Have public health authorities gone mad?

One distressing thing about the possibility that the global warming scare was taken much too far, based on very little data, from the beginning, is that if true, this means reputable people at NASA and elsewhere have associated themselves with what amounts to nonsense. (Not simply a hoax or a scam; some combination of over-hyping of dubious or hypothetical claims by real scientists, lying, and cluelessness). Could this actually happen? Are there other similar examples?

This is where Sandy Szwarc's blog Junkfood Science is so interesting. She documents how public health authorities, regularly quoted as scientific experts, have associated themselves with dubious pseudo-science, in the face of solid evidence that what they are saying is exaggerated at best. On the obesity scare, there came a time when real scientists at the Centres for Disease Control reported, as several other groups of researchers have done, that obesity is not bad for you by any known long-term measure.

As regular readers remember, in 2005, after CDC scientists published the CDC’s own national data and nearly brought down the government’s entire war on obesity, a press conference was hastily called to, as then director Dr. Julie Gerberding said, “translate our science more effectively so that we avoid this kind of communication in the future.” [The CDC’s evidence had shown that, instead of being deadly, obesity (BMI 30 to <35) was associated with a 24% lower risk for premature death than those of ‘normal’ weight, and that even most fat people outlive those of normal weight.]

It was at this conference, the public first learned that the CDC had been massively restructured to create what its director called, “the new CDC.” It created the National Center for Health Marketing and a second center on public health informatics, as well as four new coordinating centers. “At the new CDC, we are engaging the entire agency in the development of our strategies around obesity,” said Dr.Gerberding.

I have suggested that this is health care as delivered by social workers, rather than by health care experts, and there is certainly an element of wanting to interfere in people's lives, make them feel guilty, and push them around, especially if they are poor. What I had not thought much about before is that this is also empire-building on the part of IT people with computer models, as opposed to other experts who actually work in the field, with patients or (in the case of global warming) plants, animals, ice, etc.

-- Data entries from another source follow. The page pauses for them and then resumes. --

use crate::core::models::element::Element;
use serde::Deserialize;
use std::collections::HashMap;
use std::path::Path;
use thiserror::Error;

/// Highest atomic number the table can hold.
pub const MAX_ATOMIC_NUMBER: u32 = 118;

/// CRYSTAL adds this offset to the atomic number of elements described by an
/// Effective Core Potential basis set.
const ECP_OFFSET: u32 = 200;

/// Symbols indexed by atomic number. Index 0 is the vacancy placeholder.
static STANDARD_SYMBOLS: [&str; 119] = [
    "Xx", "H", "He", "Li", "Be", "B", "C", "N", "O", "F", "Ne", "Na", "Mg", "Al", "Si", "P", "S",
    "Cl", "Ar", "K", "Ca", "Sc", "Ti", "V", "Cr", "Mn", "Fe", "Co", "Ni", "Cu", "Zn", "Ga", "Ge",
    "As", "Se", "Br", "Kr", "Rb", "Sr", "Y", "Zr", "Nb", "Mo", "Tc", "Ru", "Rh", "Pd", "Ag", "Cd",
    "In", "Sn", "Sb", "Te", "I", "Xe", "Cs", "Ba", "La", "Ce", "Pr", "Nd", "Pm", "Sm", "Eu", "Gd",
    "Tb", "Dy", "Ho", "Er", "Tm", "Yb", "Lu", "Hf", "Ta", "W", "Re", "Os", "Ir", "Pt", "Au", "Hg",
    "Tl", "Pb", "Bi", "Po", "At", "Rn", "Fr", "Ra", "Ac", "Th", "Pa", "U", "Np", "Pu", "Am", "Cm",
    "Bk", "Cf", "Es", "Fm", "Md", "No", "Lr", "Rf", "Db", "Sg", "Bh", "Hs", "Mt", "Ds", "Rg", "Cn",
    "Nh", "Fl", "Mc", "Lv", "Ts", "Og",
];

#[derive(Debug, Clone, PartialEq, Eq, Error)]
pub enum ElementLookupError {
    #[error("Element '{0}' does not exist")]
    UnknownSymbol(String),
    #[error("Invalid atomic number: '{0}'")]
    InvalidAtomicNumber(u32),
    #[error("No element with atomic number {0} in the element table")]
    UnknownNumber(u32),
}

#[derive(Debug, Error)]
pub enum ElementTableError {
    #[error("File I/O error for '{path}': {source}")]
    Io {
        path: String,
        source: std::io::Error,
    },
    #[error("TOML parsing error for '{path}': {source}")]
    Toml {
        path: String,
        source: toml::de::Error,
    },
    #[error("Atomic number {atomic_number} of '{symbol}' exceeds 118")]
    AtomicNumberOutOfRange { symbol: String, atomic_number: u32 },
    #[error("Duplicate element symbol: '{0}'")]
    DuplicateSymbol(String),
    #[error("Duplicate atomic number: {0}")]
    DuplicateNumber(u32),
}

#[derive(Debug, Deserialize)]
#[serde(deny_unknown_fields)]
struct ElementEntry {
    symbol: String,
    #[serde(rename = "atomic-number")]
    atomic_number: u32,
}

#[derive(Debug, Deserialize)]
#[serde(deny_unknown_fields)]
struct ElementTableFile {
    #[serde(rename = "element", default)]
    elements: Vec<ElementEntry>,
}

/// Read-only lookup from chemical symbol or atomic number to an [`Element`].
///
/// Built once and handed to every parser by reference; it is never mutated
/// after construction, so one table can be shared between concurrent parses.
#[derive(Debug, Clone)]
pub struct ElementTable {
    by_number: Vec<Option<Element>>,
    by_symbol: HashMap<String, u8>,
}

impl Default for ElementTable {
    fn default() -> Self {
        Self::standard()
    }
}

impl ElementTable {
    /// The full periodic table from H to Og plus the `Xx` vacancy placeholder.
    pub fn standard() -> Self {
        let by_number = STANDARD_SYMBOLS
            .iter()
            .zip(0u8..)
            .map(|(symbol, z)| Some(Element::new(symbol, z)))
            .collect();
        let by_symbol = STANDARD_SYMBOLS
            .iter()
            .zip(0u8..)
            .map(|(symbol, z)| (symbol.to_string(), z))
            .collect();
        Self {
            by_number,
            by_symbol,
        }
    }

    /// Loads a custom table from a TOML file of `[[element]]` entries.
    pub fn load(path: &Path) -> Result<Self, ElementTableError> {
        let content = std::fs::read_to_string(path).map_err(|e| ElementTableError::Io {
            path: path.to_string_lossy().to_string(),
            source: e,
        })?;
        Self::from_toml_str(&content).map_err(|e| match e {
            ElementTableError::Toml { source, .. } => ElementTableError::Toml {
                path: path.to_string_lossy().to_string(),
                source,
            },
            other => other,
        })
    }

    fn from_toml_str(content: &str) -> Result<Self, ElementTableError> {
        let file: ElementTableFile =
            toml::from_str(content).map_err(|e| ElementTableError::Toml {
                path: String::new(),
                source: e,
            })?;

        let mut by_number = vec![None; MAX_ATOMIC_NUMBER as usize + 1];
        let mut by_symbol = HashMap::with_capacity(file.elements.len());
        for entry in file.elements {
            if entry.atomic_number > MAX_ATOMIC_NUMBER {
                return Err(ElementTableError::AtomicNumberOutOfRange {
                    symbol: entry.symbol,
                    atomic_number: entry.atomic_number,
                });
            }
            let symbol = normalize_symbol(&entry.symbol);
            let z = entry.atomic_number as u8;
            let slot = &mut by_number[z as usize];
            if slot.is_some() {
                return Err(ElementTableError::DuplicateNumber(entry.atomic_number));
            }
            if by_symbol.insert(symbol.clone(), z).is_some() {
                return Err(ElementTableError::DuplicateSymbol(symbol));
            }
            *slot = Some(Element::new(&symbol, z));
        }
        Ok(Self {
            by_number,
            by_symbol,
        })
    }

    pub fn len(&self) -> usize {
        self.by_symbol.len()
    }

    pub fn is_empty(&self) -> bool {
        self.by_symbol.is_empty()
    }

    /// Looks an element up by symbol, ignoring case (`"XX"` finds `"Xx"`).
    pub fn lookup_symbol(&self, symbol: &str) -> Result<Element, ElementLookupError> {
        let normalized = normalize_symbol(symbol);
        self.by_symbol
            .get(&normalized)
            .and_then(|&z| self.by_number[z as usize].clone())
            .ok_or_else(|| ElementLookupError::UnknownSymbol(symbol.to_string()))
    }

    /// Looks an element up by atomic number.
    ///
    /// Numbers above 200 denote ECP variants and are reduced modulo 200 first.
    pub fn lookup_number(&self, atomic_number: u32) -> Result<Element, ElementLookupError> {
        let z = if atomic_number > ECP_OFFSET {
            atomic_number % ECP_OFFSET
        } else {
            atomic_number
        };
        if z > MAX_ATOMIC_NUMBER {
            return Err(ElementLookupError::InvalidAtomicNumber(z));
        }
        self.by_number[z as usize]
            .clone()
            .ok_or(ElementLookupError::UnknownNumber(z))
    }

    /// Resolves an atom-line token: all-digit tokens by number, anything else by symbol.
    pub fn resolve_token(&self, token: &str) -> Result<Element, ElementLookupError> {
        if !token.is_empty() && token.bytes().all(|b| b.is_ascii_digit()) {
            let number = token
                .parse::<u32>()
                .map_err(|_| ElementLookupError::UnknownSymbol(token.to_string()))?;
            self.lookup_number(number)
        } else {
            self.lookup_symbol(token)
        }
    }
}

fn normalize_symbol(symbol: &str) -> String {
    let mut chars = symbol.trim().chars();
    match chars.next() {
        Some(first) => first
            .to_uppercase()
            .chain(chars.flat_map(char::to_lowercase))
            .collect(),
        None => String::new(),
    }
}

More than two years ago, a Dr. Miguel A. Faria, Jr., M.D., made troubling observations in the journal Surgical Neurology about the misuse of statistics and epidemiology surrounding most of the studies associated with the Healthy People 2010 agenda. There is a worrying trend in academic medicine, he said, that “equates statistics with science, and sophistication in quantitative procedures with research excellence.”

The corollary of this trend is a tendency to look for answers to medical problems from people with expertise in mathematical manipulation and information technology, rather than from people with an understanding of disease and its causes…
Much of CDC-funded research and Healthy People 2010 initiatives, he explained, “are generally geared toward promoting social engineering and enlarging the scope and collective role of government in the lives of citizens… than with making genuine scientific advances and improving the health of humanity.”

In some cases, these [CDC] grant proposals (many of which are actually funded) use or misuse statistics, collect data of dubious validity, and even use “legal strategies” to reach social goals and formulate health care policies that the public health researchers believe may achieve “social justice.”… The reader will be surprised to learn that I found probably as many lawyers and social workers as practicing physicians and nurses applying for public health “scientific” research grants!